*** Data provided ***

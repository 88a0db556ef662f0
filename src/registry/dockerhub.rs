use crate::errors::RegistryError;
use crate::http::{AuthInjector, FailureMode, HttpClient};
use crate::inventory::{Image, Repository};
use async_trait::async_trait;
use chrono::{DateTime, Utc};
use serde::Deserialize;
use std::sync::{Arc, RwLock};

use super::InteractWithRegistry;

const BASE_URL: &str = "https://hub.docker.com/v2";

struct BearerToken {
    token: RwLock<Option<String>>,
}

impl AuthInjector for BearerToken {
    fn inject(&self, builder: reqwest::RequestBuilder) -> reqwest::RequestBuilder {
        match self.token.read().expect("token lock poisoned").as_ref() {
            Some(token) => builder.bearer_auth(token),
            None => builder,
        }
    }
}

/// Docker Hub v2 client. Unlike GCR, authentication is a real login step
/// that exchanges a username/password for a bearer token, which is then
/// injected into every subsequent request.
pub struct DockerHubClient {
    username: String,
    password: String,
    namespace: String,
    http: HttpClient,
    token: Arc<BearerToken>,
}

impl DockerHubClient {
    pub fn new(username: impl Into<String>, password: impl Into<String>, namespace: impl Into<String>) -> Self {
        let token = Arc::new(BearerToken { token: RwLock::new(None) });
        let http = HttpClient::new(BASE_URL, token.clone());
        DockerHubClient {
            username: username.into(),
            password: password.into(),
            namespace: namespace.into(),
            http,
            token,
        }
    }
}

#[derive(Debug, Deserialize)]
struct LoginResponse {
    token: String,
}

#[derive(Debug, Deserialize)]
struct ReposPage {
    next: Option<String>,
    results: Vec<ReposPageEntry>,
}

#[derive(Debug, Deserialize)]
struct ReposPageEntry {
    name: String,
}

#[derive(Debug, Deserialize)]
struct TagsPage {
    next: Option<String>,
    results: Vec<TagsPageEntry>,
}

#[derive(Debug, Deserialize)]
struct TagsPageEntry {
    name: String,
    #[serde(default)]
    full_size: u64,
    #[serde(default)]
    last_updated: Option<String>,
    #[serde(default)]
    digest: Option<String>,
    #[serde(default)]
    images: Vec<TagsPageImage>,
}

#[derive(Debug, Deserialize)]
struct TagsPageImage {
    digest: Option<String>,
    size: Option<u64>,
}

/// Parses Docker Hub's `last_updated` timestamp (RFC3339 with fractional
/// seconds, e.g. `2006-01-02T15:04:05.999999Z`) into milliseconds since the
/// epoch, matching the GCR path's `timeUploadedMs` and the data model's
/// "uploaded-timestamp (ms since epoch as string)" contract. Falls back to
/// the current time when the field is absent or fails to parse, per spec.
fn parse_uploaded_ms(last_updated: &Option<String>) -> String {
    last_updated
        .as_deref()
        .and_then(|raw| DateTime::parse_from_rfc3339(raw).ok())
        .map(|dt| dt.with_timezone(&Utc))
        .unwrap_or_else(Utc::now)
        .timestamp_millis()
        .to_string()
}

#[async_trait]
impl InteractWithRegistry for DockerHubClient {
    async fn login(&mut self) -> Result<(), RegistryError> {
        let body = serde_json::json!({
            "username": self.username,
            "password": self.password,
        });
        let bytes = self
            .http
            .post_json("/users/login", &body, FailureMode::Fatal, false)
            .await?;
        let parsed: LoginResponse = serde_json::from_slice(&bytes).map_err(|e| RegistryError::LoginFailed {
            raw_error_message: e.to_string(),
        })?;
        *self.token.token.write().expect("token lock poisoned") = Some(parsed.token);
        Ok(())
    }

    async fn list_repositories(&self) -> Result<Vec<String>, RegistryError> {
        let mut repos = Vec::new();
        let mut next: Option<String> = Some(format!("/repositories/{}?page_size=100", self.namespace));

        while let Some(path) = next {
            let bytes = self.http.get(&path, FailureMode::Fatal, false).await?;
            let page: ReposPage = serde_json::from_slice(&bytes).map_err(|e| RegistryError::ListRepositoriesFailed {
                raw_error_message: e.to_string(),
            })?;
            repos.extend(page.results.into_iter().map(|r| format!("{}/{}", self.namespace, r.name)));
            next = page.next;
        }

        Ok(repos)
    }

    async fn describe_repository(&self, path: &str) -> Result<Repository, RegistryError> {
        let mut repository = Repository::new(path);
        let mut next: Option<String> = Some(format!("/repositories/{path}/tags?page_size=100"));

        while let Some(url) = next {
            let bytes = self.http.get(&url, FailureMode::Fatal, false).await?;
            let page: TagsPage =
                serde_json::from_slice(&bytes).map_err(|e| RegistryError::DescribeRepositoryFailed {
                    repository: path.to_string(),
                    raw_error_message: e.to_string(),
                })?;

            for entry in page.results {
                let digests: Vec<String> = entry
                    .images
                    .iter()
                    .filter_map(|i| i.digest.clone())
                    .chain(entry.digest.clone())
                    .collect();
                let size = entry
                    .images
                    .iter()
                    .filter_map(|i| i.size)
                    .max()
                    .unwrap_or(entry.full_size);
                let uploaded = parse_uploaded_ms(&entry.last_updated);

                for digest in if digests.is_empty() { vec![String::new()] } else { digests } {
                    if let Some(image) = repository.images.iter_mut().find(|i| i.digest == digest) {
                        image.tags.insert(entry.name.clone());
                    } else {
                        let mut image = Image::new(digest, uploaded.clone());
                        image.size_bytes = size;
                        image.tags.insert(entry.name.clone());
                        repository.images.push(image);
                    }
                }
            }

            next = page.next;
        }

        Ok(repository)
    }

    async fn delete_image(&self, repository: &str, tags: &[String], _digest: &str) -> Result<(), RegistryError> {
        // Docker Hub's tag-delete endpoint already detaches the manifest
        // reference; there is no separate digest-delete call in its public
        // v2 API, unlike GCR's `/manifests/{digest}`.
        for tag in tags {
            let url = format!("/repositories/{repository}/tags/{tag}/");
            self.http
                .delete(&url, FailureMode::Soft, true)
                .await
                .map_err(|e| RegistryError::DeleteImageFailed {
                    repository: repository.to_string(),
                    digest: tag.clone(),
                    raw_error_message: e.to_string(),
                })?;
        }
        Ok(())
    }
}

*** End of Data provided ***
*** Data provided ***

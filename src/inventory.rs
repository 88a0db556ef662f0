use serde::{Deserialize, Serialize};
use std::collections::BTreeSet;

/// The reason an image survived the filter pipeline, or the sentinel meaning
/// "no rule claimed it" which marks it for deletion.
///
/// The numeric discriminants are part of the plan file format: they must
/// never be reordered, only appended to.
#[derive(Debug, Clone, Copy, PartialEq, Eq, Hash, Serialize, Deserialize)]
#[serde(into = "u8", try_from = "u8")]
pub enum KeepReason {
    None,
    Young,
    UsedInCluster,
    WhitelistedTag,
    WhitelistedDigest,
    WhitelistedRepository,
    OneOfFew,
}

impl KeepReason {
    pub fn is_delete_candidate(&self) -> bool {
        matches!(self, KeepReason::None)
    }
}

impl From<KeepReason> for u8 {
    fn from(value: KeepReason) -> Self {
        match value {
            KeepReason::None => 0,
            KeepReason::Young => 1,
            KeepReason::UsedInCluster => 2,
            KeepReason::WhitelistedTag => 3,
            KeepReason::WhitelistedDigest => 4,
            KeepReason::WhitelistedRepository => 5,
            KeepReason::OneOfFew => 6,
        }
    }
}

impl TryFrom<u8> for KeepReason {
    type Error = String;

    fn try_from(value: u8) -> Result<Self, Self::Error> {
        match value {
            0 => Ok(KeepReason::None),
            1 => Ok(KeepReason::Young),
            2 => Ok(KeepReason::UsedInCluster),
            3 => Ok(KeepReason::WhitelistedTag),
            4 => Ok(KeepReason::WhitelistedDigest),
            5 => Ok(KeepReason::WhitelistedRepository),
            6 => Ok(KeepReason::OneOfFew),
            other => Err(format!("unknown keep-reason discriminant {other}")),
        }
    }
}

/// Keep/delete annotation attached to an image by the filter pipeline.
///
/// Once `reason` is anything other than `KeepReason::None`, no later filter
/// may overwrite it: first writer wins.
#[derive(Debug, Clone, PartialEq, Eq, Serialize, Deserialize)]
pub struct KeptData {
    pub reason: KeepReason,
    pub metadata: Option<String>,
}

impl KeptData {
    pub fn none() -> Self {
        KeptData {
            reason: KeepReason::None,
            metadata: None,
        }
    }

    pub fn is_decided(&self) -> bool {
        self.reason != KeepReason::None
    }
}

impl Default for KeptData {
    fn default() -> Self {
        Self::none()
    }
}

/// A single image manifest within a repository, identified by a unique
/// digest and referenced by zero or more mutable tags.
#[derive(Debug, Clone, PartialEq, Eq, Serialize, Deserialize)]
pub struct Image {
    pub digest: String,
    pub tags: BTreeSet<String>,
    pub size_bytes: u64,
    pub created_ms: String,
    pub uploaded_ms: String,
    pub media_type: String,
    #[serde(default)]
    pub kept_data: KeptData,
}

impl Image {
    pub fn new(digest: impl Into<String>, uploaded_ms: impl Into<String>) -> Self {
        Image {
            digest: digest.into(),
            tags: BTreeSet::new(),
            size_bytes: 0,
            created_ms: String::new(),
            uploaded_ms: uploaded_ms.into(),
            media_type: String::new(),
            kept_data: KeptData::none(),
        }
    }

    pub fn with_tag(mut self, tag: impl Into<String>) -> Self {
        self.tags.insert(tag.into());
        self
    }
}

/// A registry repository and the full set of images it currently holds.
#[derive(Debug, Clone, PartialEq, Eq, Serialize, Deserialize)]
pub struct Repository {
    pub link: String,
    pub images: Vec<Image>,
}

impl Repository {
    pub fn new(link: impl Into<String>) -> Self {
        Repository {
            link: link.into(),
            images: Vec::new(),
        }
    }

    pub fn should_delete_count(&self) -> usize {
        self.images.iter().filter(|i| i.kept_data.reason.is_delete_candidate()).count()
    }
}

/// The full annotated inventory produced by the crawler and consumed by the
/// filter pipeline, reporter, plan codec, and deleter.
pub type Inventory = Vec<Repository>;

*** End of Data provided ***

**Task item**. Please return a copy of each line in the entries that has the string "struct".

**Answer space**.
struct BearerToken {
pub struct DockerHubClient {
struct LoginResponse {
struct ReposPage {
struct ReposPageEntry {
struct TagsPage {
struct TagsPageEntry {
struct TagsPageImage {
pub struct KeptData {
pub struct Image {
pub struct Repository {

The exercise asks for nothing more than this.